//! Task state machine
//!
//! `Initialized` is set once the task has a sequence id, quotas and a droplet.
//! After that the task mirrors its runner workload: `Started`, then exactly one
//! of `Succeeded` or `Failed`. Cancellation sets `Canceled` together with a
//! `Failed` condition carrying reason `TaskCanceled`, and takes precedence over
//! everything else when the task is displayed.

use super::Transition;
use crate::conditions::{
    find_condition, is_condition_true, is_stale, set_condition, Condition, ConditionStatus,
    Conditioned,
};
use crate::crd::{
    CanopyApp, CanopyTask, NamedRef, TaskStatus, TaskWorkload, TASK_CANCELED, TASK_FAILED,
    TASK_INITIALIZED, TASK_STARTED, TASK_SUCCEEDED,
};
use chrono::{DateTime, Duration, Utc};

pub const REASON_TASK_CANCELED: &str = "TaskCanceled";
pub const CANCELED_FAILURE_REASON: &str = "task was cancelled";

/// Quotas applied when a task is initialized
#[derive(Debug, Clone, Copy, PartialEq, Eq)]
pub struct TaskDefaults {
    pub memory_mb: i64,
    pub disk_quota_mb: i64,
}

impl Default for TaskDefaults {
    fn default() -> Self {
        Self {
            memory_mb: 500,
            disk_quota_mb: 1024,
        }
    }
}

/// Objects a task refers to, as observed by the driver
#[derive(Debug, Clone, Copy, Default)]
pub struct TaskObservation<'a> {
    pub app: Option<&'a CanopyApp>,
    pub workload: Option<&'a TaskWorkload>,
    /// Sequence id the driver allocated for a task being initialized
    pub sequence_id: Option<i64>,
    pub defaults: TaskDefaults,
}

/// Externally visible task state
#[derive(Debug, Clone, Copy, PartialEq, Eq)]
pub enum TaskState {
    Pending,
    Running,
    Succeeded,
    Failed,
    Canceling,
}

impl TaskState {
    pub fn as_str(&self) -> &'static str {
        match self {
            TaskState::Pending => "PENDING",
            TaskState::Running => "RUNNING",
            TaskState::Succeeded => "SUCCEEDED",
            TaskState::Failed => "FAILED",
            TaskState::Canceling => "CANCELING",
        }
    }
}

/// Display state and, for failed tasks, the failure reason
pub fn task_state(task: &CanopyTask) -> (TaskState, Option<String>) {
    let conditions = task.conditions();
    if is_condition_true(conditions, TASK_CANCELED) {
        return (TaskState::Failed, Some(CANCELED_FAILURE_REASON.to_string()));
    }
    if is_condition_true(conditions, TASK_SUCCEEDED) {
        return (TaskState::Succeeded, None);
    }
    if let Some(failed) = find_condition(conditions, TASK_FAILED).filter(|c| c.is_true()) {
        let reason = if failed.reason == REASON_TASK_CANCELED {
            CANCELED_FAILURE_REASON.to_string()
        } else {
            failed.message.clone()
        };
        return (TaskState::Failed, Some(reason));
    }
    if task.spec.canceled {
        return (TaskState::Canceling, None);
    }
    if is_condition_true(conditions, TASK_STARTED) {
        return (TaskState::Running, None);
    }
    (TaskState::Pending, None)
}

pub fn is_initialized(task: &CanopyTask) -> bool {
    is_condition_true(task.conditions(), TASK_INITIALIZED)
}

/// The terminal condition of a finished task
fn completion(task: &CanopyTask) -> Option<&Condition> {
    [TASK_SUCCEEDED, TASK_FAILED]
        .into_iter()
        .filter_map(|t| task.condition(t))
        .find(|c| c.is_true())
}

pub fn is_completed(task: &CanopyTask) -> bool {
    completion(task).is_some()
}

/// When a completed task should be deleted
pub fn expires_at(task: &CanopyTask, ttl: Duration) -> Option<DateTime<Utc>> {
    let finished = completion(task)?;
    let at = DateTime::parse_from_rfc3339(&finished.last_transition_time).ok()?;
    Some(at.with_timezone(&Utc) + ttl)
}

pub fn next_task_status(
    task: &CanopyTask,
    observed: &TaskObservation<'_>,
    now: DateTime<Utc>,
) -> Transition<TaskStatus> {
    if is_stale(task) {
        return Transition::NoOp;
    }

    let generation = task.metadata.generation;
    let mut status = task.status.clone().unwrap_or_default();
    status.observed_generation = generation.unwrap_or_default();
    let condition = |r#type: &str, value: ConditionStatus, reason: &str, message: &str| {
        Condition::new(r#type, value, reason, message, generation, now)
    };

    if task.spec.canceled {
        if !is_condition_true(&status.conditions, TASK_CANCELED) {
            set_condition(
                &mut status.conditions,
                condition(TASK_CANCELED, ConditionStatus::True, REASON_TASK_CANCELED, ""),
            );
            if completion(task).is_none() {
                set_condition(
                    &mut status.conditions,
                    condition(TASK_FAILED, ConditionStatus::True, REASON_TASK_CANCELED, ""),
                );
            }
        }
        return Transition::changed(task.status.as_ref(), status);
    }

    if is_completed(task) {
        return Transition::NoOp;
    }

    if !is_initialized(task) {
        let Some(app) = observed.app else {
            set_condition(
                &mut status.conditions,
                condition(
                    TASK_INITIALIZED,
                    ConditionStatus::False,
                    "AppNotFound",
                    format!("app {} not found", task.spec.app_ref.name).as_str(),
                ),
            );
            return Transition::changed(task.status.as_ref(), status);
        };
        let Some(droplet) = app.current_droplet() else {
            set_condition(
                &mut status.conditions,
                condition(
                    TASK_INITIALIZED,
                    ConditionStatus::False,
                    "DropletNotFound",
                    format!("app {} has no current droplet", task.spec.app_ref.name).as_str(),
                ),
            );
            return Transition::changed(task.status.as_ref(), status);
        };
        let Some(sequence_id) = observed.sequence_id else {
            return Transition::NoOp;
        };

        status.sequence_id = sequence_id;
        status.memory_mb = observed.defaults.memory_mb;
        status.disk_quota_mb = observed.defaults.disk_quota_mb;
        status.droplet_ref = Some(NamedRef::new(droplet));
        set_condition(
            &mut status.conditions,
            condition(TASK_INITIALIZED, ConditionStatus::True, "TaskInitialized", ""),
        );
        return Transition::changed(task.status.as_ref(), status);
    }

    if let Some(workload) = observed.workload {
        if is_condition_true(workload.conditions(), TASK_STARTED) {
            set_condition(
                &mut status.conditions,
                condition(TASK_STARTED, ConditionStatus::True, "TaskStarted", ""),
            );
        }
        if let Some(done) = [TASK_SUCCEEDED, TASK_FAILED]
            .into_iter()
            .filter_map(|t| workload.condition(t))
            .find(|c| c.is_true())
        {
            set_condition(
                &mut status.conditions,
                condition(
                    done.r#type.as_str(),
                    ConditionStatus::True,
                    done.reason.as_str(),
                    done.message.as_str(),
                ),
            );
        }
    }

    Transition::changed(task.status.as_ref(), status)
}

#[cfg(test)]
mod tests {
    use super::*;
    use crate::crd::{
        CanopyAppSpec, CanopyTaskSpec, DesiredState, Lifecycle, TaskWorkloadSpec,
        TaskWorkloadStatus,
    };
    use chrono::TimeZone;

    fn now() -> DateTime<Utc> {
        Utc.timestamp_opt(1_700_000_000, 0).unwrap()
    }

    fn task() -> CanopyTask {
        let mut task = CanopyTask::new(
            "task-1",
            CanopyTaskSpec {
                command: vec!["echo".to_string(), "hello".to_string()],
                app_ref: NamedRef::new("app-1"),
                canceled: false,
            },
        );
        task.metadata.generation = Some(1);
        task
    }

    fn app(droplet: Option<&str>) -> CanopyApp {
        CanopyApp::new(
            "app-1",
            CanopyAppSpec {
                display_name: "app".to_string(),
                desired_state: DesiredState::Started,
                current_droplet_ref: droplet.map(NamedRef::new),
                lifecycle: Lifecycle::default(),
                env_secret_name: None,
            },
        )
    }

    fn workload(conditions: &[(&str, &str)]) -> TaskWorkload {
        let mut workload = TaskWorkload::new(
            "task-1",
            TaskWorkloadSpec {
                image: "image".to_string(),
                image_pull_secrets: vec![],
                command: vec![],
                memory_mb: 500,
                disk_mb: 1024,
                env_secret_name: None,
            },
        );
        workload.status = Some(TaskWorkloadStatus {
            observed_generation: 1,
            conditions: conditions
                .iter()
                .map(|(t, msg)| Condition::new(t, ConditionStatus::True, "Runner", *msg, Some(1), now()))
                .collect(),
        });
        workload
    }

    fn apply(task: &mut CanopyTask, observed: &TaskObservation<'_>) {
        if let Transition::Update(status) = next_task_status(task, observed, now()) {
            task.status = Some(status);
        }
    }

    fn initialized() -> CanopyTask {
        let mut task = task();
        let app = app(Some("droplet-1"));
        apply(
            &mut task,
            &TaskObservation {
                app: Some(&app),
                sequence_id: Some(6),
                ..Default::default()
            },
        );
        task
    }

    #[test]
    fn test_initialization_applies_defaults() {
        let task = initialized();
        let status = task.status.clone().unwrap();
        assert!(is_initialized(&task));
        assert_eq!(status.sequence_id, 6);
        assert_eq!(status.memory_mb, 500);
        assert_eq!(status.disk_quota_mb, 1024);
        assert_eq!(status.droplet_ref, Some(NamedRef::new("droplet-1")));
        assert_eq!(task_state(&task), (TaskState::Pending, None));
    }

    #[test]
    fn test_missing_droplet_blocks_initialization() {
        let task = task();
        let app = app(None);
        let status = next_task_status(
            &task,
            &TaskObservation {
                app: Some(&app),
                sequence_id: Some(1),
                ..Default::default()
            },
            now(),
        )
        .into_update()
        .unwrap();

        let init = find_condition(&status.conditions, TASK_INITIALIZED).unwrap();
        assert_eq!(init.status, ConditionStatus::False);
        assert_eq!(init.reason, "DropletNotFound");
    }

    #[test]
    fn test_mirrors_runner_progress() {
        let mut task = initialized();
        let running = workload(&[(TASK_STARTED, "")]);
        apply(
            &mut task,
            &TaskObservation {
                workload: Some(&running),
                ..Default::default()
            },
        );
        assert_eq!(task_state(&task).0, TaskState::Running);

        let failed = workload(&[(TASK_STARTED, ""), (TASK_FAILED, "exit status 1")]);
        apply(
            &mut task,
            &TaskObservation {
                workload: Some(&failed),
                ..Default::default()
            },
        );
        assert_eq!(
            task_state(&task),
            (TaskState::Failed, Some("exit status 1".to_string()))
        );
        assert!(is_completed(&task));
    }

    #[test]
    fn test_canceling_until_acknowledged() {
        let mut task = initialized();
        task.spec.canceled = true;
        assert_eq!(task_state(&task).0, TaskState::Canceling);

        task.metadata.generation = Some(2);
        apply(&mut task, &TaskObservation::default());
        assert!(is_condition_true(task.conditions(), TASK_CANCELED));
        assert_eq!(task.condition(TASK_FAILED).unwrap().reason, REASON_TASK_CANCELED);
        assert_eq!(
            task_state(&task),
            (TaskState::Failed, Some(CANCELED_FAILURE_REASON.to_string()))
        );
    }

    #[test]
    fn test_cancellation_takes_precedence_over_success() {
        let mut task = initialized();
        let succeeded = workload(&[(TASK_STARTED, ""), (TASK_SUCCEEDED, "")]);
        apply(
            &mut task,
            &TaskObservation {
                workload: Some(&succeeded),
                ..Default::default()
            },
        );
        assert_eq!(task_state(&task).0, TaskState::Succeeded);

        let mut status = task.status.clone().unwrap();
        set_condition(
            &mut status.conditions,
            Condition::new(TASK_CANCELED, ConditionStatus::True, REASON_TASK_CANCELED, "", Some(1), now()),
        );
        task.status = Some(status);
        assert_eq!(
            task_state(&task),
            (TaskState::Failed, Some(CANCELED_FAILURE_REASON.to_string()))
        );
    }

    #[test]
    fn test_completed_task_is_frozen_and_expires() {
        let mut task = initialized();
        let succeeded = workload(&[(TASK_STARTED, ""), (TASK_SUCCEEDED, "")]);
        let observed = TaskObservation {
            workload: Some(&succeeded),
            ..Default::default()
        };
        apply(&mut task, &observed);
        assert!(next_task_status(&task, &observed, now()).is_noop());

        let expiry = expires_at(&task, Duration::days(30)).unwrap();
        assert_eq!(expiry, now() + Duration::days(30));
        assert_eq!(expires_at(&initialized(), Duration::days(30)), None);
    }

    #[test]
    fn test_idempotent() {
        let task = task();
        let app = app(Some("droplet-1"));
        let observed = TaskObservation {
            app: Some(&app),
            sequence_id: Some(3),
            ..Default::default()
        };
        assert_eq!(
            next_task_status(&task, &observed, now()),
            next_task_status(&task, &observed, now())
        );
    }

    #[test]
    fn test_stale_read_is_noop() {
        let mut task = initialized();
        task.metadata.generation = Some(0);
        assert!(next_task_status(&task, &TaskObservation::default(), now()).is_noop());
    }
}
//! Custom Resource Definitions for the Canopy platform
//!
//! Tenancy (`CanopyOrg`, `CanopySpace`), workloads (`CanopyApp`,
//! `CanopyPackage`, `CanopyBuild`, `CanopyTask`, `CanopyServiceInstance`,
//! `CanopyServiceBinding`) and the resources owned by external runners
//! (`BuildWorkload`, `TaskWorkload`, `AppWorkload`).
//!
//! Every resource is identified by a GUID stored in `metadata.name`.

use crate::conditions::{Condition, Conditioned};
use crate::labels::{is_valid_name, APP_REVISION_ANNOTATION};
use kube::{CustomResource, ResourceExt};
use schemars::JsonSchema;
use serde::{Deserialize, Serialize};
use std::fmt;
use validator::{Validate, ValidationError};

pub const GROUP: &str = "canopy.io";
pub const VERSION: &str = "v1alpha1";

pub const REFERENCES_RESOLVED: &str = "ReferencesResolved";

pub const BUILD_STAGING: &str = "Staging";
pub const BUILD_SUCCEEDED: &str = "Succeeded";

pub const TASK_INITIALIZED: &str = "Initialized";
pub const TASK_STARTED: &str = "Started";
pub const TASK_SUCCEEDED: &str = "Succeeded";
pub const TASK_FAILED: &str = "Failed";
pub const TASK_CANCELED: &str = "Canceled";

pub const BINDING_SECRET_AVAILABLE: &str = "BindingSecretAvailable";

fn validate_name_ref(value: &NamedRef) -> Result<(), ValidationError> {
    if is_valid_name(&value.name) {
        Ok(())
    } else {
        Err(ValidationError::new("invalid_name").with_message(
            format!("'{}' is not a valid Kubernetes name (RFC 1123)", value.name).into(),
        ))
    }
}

What to work on
Filter the records above down to the lines containing "command".

Solution to this problem
                command: vec!["echo".to_string(), "hello".to_string()],
                command: vec![],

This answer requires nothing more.